▶ Directions
Each line below should be written out again exactly.

[Data items]
=== Section Start ===

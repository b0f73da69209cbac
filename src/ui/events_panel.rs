//! Event handling playground (click, hover, double click, theme)

use super::components::{render_button, ButtonStyle, BUTTON_HEIGHT};
use super::theme::Palette;
use crate::app::App;
use crate::platform::CTRL_ENTER_SHORTCUT;
use crate::state::{AppState, Control};
use ratatui::{
    layout::{Constraint, Direction, Layout, Rect},
    style::{Modifier, Style},
    text::{Line, Span},
    widgets::{Block, Borders, Paragraph, Wrap},
    Frame,
};

const BUTTON_WIDTH: u16 = 34;

fn panel_block(palette: &Palette) -> Block<'static> {
    Block::default()
        .title(" Event Handling ")
        .borders(Borders::ALL)
        .border_style(Style::default().fg(palette.muted))
}

fn rows(area: Rect) -> std::rc::Rc<[Rect]> {
    Layout::default()
        .direction(Direction::Vertical)
        .constraints([
            Constraint::Length(2),             // Intro
            Constraint::Length(BUTTON_HEIGHT), // Click
            Constraint::Length(BUTTON_HEIGHT), // Hover
            Constraint::Length(BUTTON_HEIGHT), // Double click
            Constraint::Length(BUTTON_HEIGHT), // Dark mode
            Constraint::Min(0),                // Tips
        ])
        .split(area)
}

/// Controls of the events view and where they are drawn
pub fn regions(area: Rect) -> Vec<(Control, Rect)> {
    let inner = Block::default().borders(Borders::ALL).inner(area);
    let rows = rows(inner);
    let width = |r: Rect| Rect {
        width: r.width.min(BUTTON_WIDTH),
        ..r
    };

    vec![
        (Control::ClickButton, width(rows[1])),
        (Control::HoverButton, width(rows[2])),
        (Control::DoubleClickButton, width(rows[3])),
        (Control::DarkModeToggle, width(rows[4])),
    ]
}

fn label(state: &AppState, control: Control) -> String {
    match control {
        Control::ClickButton => format!("Click me ({})", state.session.click_count),
        Control::HoverButton => "Hover over me".to_string(),
        Control::DoubleClickButton => "Double click me".to_string(),
        Control::DarkModeToggle => {
            let mark = if state.theme.is_dark() { "x" } else { " " };
            format!("[{mark}] Dark mode")
        }
        _ => String::new(),
    }
}

pub fn draw(frame: &mut Frame, area: Rect, app: &App, palette: &Palette) {
    let state = &app.state;
    let block = panel_block(palette);
    let inner = block.inner(area);
    frame.render_widget(block, area);

    let rows = rows(inner);
    let intro = Paragraph::new("Click, hover and double click the buttons below.")
        .style(Style::default().fg(palette.text))
        .wrap(Wrap { trim: true });
    frame.render_widget(intro, rows[0]);

    let selected = state.selected_control();
    for (control, rect) in regions(area) {
        let fill = (control == Control::DoubleClickButton).then(|| {
            if state.events.is_double_click_flashing() {
                palette.double_click_flash
            } else {
                palette.double_click
            }
        });
        let style = ButtonStyle::default()
            .selected(selected == Some(control))
            .hovered(state.events.hovered == Some(control))
            .fill(fill);
        render_button(frame, rect, &label(state, control), style, palette);
    }

    let key = |k: &'static str| {
        Span::styled(
            k,
            Style::default()
                .fg(palette.accent)
                .add_modifier(Modifier::BOLD),
        )
    };
    let tips = vec![
        Line::from(""),
        Line::from(vec![
            key("j/k"),
            Span::raw(" select  "),
            key("Enter"),
            Span::raw(" activate  "),
            key("d"),
            Span::raw(" dark mode"),
        ]),
        Line::from(vec![
            Span::raw("Try "),
            key(CTRL_ENTER_SHORTCUT),
            Span::raw(" anywhere."),
        ]),
    ];
    frame.render_widget(
        Paragraph::new(tips).style(Style::default().fg(palette.muted)),
        rows[5],
    );
}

=== Section End ===

▶ Exercise result
repository b0f73da69209cbac
filename src/ui/events_panel.rs
//! Event handling playground (click, hover, double click, theme)

use super::components::{render_button, ButtonStyle, BUTTON_HEIGHT};
use super::theme::Palette;
use crate::app::App;
use crate::platform::CTRL_ENTER_SHORTCUT;
use crate::state::{AppState, Control};
use ratatui::{
    layout::{Constraint, Direction, Layout, Rect},
    style::{Modifier, Style},
    text::{Line, Span},
    widgets::{Block, Borders, Paragraph, Wrap},
    Frame,
};

const BUTTON_WIDTH: u16 = 34;

fn panel_block(palette: &Palette) -> Block<'static> {
    Block::default()
        .title(" Event Handling ")
        .borders(Borders::ALL)
        .border_style(Style::default().fg(palette.muted))
}

fn rows(area: Rect) -> std::rc::Rc<[Rect]> {
    Layout::default()
        .direction(Direction::Vertical)
        .constraints([
            Constraint::Length(2),             // Intro
            Constraint::Length(BUTTON_HEIGHT), // Click
            Constraint::Length(BUTTON_HEIGHT), // Hover
            Constraint::Length(BUTTON_HEIGHT), // Double click
            Constraint::Length(BUTTON_HEIGHT), // Dark mode
            Constraint::Min(0),                // Tips
        ])
        .split(area)
}

/// Controls of the events view and where they are drawn
pub fn regions(area: Rect) -> Vec<(Control, Rect)> {
    let inner = Block::default().borders(Borders::ALL).inner(area);
    let rows = rows(inner);
    let width = |r: Rect| Rect {
        width: r.width.min(BUTTON_WIDTH),
        ..r
    };

    vec![
        (Control::ClickButton, width(rows[1])),
        (Control::HoverButton, width(rows[2])),
        (Control::DoubleClickButton, width(rows[3])),
        (Control::DarkModeToggle, width(rows[4])),
    ]
}

fn label(state: &AppState, control: Control) -> String {
    match control {
        Control::ClickButton => format!("Click me ({})", state.session.click_count),
        Control::HoverButton => "Hover over me".to_string(),
        Control::DoubleClickButton => "Double click me".to_string(),
        Control::DarkModeToggle => {
            let mark = if state.theme.is_dark() { "x" } else { " " };
            format!("[{mark}] Dark mode")
        }
        _ => String::new(),
    }
}

pub fn draw(frame: &mut Frame, area: Rect, app: &App, palette: &Palette) {
    let state = &app.state;
    let block = panel_block(palette);
    let inner = block.inner(area);
    frame.render_widget(block, area);

    let rows = rows(inner);
    let intro = Paragraph::new("Click, hover and double click the buttons below.")
        .style(Style::default().fg(palette.text))
        .wrap(Wrap { trim: true });
    frame.render_widget(intro, rows[0]);

    let selected = state.selected_control();
    for (control, rect) in regions(area) {
        let fill = (control == Control::DoubleClickButton).then(|| {
            if state.events.is_double_click_flashing() {
                palette.double_click_flash
            } else {
                palette.double_click
            }
        });
        let style = ButtonStyle::default()
            .selected(selected == Some(control))
            .hovered(state.events.hovered == Some(control))
            .fill(fill);
        render_button(frame, rect, &label(state, control), style, palette);
    }

    let key = |k: &'static str| {
        Span::styled(
            k,
            Style::default()
                .fg(palette.accent)
                .add_modifier(Modifier::BOLD),
        )
    };
    let tips = vec![
        Line::from(""),
        Line::from(vec![
            key("j/k"),
            Span::raw(" select  "),
            key("Enter"),
            Span::raw(" activate  "),
            key("d"),
            Span::raw(" dark mode"),
        ]),
        Line::from(vec![
            Span::raw("Try "),
            key(CTRL_ENTER_SHORTCUT),
            Span::raw(" anywhere."),
        ]),
    ];
    frame.render_widget(
        Paragraph::new(tips).style(Style::default().fg(palette.muted)),
        rows[5],
    );
}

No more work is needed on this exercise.